_The problem_
Locate each line below that includes "take" and reproduce it.

Segment Start: Data for this task

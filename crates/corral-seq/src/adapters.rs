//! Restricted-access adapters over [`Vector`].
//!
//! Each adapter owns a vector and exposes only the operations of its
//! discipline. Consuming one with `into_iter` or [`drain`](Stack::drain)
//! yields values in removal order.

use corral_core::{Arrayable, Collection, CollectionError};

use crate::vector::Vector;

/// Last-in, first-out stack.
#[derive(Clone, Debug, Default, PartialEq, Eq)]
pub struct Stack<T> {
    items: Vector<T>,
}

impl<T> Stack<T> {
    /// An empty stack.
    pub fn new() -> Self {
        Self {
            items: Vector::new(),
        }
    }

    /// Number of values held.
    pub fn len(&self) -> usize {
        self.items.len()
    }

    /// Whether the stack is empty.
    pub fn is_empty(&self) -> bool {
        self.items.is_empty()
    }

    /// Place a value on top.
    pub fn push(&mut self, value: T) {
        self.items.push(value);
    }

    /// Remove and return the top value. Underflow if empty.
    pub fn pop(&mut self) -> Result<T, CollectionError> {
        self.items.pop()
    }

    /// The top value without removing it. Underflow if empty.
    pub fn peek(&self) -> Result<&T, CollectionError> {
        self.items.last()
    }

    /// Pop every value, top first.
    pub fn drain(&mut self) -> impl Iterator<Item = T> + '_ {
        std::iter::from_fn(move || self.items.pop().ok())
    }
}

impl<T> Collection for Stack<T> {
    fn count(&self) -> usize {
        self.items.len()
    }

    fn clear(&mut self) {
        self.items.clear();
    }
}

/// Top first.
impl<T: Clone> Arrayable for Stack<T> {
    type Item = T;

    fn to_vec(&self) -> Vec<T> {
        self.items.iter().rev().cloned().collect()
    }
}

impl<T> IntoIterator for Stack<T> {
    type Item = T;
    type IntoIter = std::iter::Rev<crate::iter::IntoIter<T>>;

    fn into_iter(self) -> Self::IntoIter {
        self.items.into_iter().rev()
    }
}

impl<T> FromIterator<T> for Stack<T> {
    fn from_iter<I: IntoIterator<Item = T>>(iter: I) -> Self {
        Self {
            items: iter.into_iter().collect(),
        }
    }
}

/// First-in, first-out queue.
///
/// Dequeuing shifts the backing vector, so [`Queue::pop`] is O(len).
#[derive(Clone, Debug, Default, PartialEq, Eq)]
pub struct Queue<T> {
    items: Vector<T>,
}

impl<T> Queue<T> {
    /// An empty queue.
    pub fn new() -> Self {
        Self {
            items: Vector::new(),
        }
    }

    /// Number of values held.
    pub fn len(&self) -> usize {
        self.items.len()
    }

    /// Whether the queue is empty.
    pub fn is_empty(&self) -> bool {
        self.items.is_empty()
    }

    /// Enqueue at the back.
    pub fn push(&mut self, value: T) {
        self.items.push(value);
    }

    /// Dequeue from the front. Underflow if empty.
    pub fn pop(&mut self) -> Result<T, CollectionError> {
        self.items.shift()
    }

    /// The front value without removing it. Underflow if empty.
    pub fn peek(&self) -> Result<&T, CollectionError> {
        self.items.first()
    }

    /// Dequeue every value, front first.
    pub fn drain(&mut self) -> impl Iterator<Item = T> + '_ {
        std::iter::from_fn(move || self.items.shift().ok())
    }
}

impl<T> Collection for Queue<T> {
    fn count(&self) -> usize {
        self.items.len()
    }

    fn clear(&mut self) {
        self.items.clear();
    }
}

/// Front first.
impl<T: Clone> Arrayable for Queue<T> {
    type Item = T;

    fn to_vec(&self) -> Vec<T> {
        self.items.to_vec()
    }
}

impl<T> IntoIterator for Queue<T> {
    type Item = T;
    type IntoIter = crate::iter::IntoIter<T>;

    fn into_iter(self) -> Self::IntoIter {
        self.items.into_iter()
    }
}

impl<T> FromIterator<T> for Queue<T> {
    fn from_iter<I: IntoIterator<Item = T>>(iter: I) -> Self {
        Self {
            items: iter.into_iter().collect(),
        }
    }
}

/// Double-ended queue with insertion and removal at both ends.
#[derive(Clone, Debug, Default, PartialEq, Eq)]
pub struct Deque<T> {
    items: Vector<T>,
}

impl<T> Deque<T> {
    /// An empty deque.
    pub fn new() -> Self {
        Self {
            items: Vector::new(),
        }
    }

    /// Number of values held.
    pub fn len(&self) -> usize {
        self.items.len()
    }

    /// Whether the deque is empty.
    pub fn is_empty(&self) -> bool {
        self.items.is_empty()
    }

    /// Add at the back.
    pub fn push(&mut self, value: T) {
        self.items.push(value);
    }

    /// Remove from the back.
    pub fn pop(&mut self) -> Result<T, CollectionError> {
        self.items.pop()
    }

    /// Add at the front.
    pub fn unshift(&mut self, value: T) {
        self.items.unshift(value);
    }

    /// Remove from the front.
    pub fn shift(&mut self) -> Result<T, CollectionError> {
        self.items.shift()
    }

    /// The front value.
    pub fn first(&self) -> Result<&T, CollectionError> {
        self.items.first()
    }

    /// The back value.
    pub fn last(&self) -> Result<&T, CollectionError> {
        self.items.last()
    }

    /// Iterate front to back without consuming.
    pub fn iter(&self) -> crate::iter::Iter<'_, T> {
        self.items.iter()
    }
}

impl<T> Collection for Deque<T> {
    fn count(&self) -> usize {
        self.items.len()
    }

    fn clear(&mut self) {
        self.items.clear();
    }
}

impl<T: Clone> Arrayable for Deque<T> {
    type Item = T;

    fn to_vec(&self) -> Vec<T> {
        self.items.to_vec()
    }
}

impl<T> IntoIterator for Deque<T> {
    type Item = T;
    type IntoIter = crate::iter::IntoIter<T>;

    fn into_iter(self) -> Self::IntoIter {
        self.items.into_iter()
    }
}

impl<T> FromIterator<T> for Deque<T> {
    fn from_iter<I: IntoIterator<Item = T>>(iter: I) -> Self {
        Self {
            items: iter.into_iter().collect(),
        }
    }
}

Segment End: Data for this task
Segment Start: Data for this task

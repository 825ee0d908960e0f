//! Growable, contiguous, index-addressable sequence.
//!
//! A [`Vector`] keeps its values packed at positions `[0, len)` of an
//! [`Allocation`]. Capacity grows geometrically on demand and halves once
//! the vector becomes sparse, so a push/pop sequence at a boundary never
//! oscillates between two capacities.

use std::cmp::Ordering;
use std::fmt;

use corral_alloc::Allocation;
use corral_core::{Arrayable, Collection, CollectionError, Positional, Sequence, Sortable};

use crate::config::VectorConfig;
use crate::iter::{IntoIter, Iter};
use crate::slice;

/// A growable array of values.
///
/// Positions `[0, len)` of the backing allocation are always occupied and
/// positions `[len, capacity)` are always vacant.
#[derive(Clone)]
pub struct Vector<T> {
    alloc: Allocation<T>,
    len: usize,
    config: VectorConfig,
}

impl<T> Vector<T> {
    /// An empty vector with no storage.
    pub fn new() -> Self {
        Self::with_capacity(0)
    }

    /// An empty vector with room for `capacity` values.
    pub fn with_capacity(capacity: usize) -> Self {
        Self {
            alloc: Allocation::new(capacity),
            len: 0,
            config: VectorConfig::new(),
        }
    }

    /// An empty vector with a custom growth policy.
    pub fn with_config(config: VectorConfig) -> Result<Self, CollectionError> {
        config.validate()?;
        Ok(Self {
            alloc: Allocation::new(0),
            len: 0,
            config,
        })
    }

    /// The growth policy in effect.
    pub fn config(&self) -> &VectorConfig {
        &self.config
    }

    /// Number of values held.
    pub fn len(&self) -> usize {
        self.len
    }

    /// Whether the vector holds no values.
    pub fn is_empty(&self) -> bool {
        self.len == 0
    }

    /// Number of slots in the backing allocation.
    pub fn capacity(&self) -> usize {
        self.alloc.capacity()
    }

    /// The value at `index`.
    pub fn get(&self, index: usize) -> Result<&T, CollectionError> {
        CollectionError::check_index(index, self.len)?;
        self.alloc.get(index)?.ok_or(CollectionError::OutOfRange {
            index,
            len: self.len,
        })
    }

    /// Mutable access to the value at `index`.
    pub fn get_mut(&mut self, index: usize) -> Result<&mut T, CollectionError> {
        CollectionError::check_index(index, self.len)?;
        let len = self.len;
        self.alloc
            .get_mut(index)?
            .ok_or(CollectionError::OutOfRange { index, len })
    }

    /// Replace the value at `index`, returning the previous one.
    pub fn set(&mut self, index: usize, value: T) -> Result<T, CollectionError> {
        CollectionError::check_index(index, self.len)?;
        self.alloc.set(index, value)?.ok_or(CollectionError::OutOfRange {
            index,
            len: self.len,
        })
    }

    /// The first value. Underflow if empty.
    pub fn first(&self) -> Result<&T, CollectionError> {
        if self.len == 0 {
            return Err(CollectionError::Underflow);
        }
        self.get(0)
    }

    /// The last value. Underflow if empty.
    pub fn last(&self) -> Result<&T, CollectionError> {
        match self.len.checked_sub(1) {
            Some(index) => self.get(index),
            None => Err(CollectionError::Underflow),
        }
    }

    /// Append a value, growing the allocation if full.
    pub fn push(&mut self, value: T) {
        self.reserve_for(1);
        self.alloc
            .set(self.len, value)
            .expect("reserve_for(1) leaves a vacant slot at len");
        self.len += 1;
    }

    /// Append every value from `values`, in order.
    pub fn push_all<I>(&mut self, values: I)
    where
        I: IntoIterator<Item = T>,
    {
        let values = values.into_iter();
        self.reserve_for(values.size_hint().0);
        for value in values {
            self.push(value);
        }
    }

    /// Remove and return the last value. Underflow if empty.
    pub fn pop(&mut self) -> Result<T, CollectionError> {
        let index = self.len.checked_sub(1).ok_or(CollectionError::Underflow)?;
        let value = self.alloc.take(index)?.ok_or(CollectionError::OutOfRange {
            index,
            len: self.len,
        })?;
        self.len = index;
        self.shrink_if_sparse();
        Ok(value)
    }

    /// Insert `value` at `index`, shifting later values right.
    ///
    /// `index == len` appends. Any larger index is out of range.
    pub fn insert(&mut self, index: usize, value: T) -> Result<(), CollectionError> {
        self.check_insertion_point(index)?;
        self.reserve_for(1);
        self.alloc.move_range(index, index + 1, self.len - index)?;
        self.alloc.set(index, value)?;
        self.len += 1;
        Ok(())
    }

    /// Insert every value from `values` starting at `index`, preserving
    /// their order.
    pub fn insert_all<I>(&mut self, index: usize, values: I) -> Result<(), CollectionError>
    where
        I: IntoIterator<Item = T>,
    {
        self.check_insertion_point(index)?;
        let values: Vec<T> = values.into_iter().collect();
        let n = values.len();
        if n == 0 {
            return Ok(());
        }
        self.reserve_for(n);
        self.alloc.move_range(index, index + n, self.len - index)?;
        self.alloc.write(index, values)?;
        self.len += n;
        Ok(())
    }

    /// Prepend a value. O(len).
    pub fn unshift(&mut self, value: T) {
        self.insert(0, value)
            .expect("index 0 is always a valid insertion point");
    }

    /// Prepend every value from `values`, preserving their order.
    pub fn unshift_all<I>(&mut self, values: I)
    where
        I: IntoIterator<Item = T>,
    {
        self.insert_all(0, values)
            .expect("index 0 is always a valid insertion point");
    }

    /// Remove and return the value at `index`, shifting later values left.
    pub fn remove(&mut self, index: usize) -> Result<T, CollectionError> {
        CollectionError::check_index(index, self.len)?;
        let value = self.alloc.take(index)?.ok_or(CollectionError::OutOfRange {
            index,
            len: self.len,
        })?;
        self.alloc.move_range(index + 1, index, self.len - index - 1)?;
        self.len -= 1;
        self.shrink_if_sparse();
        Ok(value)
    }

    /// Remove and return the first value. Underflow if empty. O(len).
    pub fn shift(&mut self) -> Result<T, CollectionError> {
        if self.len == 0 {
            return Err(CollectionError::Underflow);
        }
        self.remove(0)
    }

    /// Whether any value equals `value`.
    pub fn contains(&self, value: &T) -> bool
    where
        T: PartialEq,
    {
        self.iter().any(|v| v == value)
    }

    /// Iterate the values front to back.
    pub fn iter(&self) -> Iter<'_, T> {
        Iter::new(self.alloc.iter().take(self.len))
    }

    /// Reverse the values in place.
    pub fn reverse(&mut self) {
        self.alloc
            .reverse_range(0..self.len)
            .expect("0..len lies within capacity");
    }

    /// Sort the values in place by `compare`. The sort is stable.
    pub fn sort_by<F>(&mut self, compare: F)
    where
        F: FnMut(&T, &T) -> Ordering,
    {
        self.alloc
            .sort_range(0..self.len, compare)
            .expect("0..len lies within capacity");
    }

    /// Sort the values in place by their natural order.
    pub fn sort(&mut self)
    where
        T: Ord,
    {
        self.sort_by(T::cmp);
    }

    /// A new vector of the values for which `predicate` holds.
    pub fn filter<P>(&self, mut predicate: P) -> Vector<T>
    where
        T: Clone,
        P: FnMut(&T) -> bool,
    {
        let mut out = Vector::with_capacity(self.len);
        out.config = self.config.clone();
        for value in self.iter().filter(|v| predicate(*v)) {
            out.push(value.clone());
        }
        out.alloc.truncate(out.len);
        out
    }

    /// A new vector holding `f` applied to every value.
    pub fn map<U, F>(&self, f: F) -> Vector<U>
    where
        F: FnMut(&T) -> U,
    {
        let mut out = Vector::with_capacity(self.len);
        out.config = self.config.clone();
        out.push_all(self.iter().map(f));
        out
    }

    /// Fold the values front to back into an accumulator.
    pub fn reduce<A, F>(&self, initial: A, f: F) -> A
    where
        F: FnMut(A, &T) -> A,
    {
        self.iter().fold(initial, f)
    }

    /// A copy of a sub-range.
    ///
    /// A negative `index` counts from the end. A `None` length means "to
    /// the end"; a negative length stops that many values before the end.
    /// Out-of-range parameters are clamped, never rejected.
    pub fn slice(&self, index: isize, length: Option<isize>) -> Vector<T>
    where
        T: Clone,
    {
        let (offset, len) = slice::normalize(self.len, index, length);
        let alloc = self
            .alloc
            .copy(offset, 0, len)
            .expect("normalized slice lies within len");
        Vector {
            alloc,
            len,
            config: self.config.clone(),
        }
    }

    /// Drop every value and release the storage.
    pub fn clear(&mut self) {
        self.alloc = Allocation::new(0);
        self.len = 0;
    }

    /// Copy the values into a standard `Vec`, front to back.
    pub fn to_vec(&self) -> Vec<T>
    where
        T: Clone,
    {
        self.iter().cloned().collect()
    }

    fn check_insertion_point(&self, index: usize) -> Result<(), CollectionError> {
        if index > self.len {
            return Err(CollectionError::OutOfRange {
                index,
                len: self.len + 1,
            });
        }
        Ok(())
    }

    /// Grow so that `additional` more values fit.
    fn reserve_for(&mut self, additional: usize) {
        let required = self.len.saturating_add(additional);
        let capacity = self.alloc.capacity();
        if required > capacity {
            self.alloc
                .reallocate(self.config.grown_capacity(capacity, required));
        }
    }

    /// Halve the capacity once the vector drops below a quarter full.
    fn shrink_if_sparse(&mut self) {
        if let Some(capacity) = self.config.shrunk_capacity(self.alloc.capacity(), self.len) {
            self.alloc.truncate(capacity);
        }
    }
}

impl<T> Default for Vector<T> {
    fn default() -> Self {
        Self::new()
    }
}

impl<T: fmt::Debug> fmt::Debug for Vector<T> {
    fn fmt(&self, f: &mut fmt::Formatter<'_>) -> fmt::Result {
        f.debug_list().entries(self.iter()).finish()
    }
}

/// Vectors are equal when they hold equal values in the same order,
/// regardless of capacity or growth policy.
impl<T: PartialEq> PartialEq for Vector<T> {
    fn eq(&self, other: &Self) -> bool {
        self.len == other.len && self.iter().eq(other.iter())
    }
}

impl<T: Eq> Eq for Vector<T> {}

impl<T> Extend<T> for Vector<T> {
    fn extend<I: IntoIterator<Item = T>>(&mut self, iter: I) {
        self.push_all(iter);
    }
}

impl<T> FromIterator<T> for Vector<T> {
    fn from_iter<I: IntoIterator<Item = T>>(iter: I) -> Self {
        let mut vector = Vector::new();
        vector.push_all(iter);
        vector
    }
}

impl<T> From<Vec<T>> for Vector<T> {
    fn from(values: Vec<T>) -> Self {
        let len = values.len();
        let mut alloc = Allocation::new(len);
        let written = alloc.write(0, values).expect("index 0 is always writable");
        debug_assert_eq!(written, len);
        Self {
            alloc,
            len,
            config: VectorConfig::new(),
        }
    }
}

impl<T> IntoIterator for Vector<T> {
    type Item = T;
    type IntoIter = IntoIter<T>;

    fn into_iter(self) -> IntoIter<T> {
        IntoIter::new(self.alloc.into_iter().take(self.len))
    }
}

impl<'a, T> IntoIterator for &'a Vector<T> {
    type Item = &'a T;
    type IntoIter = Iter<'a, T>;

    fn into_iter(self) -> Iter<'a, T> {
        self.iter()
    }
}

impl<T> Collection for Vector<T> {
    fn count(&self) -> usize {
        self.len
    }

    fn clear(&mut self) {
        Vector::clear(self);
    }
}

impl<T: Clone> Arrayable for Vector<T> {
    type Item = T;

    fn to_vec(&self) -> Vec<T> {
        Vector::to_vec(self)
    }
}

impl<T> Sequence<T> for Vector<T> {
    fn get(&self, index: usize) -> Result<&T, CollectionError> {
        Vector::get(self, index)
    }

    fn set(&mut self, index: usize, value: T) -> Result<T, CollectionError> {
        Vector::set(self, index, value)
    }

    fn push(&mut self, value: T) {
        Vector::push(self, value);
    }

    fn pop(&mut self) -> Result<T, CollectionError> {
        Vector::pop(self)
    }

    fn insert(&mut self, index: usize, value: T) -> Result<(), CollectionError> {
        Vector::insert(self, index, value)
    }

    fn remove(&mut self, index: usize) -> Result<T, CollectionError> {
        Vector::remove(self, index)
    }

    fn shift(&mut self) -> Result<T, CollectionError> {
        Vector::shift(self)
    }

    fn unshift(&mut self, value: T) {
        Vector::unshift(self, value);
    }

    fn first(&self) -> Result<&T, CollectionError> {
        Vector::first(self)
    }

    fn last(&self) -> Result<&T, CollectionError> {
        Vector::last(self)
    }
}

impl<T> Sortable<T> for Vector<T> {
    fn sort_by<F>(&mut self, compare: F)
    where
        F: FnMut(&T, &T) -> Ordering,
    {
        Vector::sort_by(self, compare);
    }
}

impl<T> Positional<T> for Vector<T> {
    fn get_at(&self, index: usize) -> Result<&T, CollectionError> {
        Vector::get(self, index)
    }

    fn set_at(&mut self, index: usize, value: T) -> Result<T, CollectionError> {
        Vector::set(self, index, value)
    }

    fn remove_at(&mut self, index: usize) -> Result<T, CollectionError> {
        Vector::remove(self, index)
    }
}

Segment End: Data for this task

_Reply to the task_
        let value = self.alloc.take(index)?.ok_or(CollectionError::OutOfRange {
        let value = self.alloc.take(index)?.ok_or(CollectionError::OutOfRange {
        Iter::new(self.alloc.iter().take(self.len))
        IntoIter::new(self.alloc.into_iter().take(self.len))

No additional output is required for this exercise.